BRIEF:
Extract the first line through the line containing "#[derive(Clone, Copy, Debug, Default, PartialEq)]" from the listing below, exactly as written.

SOURCE DATA:
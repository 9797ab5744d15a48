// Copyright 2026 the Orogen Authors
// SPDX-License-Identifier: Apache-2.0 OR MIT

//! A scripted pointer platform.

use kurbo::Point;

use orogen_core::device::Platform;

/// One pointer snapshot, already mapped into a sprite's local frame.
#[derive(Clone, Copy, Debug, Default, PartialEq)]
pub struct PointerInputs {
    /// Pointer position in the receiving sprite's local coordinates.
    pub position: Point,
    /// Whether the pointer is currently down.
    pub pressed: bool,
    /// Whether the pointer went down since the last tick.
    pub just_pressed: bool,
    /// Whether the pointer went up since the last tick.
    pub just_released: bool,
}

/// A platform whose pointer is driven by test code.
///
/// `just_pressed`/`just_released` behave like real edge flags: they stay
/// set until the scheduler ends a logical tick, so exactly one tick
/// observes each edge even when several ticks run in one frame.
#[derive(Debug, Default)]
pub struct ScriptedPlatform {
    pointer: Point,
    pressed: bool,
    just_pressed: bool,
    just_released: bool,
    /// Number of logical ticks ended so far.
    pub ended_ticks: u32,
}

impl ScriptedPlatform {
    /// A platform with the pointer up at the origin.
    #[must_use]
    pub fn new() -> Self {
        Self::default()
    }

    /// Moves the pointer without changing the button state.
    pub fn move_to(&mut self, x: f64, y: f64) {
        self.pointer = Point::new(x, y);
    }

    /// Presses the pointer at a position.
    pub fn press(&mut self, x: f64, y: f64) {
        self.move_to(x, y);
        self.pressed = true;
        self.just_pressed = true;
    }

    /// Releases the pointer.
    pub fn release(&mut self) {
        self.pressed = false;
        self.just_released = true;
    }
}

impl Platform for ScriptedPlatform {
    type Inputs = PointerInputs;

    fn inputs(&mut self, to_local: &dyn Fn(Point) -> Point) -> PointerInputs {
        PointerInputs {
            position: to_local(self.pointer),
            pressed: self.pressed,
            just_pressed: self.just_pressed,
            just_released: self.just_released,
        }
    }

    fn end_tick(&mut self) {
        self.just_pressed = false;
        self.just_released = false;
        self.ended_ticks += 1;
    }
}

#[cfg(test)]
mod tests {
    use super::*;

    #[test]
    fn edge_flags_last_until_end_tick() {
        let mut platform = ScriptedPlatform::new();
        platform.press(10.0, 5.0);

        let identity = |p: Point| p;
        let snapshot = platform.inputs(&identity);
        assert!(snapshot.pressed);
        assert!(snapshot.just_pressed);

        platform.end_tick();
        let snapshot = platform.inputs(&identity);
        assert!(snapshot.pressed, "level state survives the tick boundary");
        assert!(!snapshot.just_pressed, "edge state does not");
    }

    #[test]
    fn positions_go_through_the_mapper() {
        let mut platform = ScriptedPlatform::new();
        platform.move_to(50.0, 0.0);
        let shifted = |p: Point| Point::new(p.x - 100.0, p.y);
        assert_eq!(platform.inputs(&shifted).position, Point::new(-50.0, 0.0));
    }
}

FINISHED TASK:
repository 9797ab5744d15a48
// Copyright 2026 the Orogen Authors
// SPDX-License-Identifier: Apache-2.0 OR MIT

//! A scripted pointer platform.

use kurbo::Point;

use orogen_core::device::Platform;

/// One pointer snapshot, already mapped into a sprite's local frame.
#[derive(Clone, Copy, Debug, Default, PartialEq)]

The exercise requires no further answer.